• _What you should do_:
Lines containing "length" should be pulled from the material below.

• _Raw data_:
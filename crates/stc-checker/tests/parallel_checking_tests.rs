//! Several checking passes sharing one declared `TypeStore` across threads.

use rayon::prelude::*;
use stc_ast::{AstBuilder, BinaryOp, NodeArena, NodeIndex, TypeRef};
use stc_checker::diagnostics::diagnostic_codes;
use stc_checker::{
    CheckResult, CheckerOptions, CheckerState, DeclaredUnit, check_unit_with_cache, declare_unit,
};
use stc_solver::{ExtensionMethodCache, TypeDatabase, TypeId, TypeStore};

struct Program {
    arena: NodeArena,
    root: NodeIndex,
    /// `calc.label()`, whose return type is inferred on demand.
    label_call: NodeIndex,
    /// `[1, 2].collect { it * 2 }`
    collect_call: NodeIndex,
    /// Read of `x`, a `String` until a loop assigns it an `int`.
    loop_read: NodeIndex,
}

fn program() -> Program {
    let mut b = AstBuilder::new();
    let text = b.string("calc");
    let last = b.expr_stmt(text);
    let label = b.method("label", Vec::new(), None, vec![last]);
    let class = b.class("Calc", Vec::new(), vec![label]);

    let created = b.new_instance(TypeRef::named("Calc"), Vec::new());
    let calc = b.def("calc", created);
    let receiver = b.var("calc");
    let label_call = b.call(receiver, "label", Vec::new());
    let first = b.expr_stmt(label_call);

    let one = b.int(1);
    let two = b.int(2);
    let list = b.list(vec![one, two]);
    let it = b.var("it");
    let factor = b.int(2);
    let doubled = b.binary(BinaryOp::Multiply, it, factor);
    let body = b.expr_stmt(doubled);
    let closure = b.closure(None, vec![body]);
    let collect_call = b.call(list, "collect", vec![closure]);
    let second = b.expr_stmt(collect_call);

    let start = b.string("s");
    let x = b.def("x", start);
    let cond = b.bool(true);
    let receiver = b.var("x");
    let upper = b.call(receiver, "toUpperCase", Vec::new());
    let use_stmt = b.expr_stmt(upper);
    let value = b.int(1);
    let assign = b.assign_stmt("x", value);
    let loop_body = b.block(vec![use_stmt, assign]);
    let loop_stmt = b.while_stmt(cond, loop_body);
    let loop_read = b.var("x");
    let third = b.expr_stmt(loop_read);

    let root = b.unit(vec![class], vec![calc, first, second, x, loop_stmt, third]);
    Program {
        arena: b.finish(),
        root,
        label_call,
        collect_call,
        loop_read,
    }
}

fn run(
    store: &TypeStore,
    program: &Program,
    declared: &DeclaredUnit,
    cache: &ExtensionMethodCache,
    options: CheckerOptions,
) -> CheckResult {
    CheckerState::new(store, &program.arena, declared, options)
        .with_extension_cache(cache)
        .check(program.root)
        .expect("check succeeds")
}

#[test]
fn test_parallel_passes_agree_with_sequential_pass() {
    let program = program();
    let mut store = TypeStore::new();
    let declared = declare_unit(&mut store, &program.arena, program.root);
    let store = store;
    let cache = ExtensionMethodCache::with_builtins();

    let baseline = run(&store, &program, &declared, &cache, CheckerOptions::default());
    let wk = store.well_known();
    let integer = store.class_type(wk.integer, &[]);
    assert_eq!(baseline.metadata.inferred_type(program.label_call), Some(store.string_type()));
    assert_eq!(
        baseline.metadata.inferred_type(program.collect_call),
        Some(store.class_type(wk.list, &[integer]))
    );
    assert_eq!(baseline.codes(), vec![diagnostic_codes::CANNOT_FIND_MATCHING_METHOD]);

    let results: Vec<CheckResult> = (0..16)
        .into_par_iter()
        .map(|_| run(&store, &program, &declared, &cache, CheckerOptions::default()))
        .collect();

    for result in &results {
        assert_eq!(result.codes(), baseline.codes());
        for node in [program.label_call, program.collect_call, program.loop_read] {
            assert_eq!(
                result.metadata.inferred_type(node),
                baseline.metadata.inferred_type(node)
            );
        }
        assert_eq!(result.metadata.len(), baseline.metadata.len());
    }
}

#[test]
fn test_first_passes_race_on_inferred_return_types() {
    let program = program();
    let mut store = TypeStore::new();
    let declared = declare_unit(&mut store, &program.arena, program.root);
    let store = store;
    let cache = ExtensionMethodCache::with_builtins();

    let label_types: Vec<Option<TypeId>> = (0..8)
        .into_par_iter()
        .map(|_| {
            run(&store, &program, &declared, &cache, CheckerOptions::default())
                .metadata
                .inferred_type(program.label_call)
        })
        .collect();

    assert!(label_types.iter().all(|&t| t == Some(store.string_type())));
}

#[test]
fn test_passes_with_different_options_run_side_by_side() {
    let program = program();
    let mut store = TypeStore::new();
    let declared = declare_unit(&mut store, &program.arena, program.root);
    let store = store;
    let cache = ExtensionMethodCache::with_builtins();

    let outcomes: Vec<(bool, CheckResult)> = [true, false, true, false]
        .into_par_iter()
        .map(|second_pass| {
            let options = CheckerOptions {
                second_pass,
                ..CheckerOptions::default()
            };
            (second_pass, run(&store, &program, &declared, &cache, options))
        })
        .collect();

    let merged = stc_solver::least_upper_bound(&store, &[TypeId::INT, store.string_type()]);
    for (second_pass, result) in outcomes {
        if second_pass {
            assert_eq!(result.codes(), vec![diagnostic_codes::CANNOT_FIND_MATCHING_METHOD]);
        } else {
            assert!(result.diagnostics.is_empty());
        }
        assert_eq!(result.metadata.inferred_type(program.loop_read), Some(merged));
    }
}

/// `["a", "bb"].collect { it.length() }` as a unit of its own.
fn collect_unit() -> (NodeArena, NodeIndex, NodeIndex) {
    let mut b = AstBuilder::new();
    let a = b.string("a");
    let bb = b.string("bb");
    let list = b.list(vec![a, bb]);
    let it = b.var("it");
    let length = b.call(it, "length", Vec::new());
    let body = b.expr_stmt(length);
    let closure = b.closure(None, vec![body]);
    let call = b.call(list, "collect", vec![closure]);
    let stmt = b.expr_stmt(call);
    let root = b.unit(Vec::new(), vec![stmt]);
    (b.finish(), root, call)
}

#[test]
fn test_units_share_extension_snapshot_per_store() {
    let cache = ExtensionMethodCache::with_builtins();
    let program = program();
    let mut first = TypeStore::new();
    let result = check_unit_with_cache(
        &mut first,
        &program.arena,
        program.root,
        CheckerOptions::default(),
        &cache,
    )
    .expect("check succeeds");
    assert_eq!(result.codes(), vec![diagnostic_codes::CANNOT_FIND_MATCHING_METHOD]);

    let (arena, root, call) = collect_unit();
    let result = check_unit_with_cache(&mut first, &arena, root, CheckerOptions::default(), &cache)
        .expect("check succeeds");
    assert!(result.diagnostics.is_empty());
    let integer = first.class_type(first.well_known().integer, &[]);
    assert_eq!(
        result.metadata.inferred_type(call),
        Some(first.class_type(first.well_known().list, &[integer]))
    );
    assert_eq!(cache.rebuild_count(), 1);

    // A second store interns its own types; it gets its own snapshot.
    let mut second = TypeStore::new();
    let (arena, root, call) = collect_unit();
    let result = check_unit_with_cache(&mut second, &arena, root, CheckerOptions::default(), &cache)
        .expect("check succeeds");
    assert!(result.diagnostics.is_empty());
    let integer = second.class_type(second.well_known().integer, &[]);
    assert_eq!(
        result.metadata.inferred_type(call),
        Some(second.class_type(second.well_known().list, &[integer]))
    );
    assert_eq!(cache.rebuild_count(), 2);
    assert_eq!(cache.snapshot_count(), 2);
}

• _Solved exercise_:
/// `["a", "bb"].collect { it.length() }` as a unit of its own.
    let length = b.call(it, "length", Vec::new());
    let body = b.expr_stmt(length);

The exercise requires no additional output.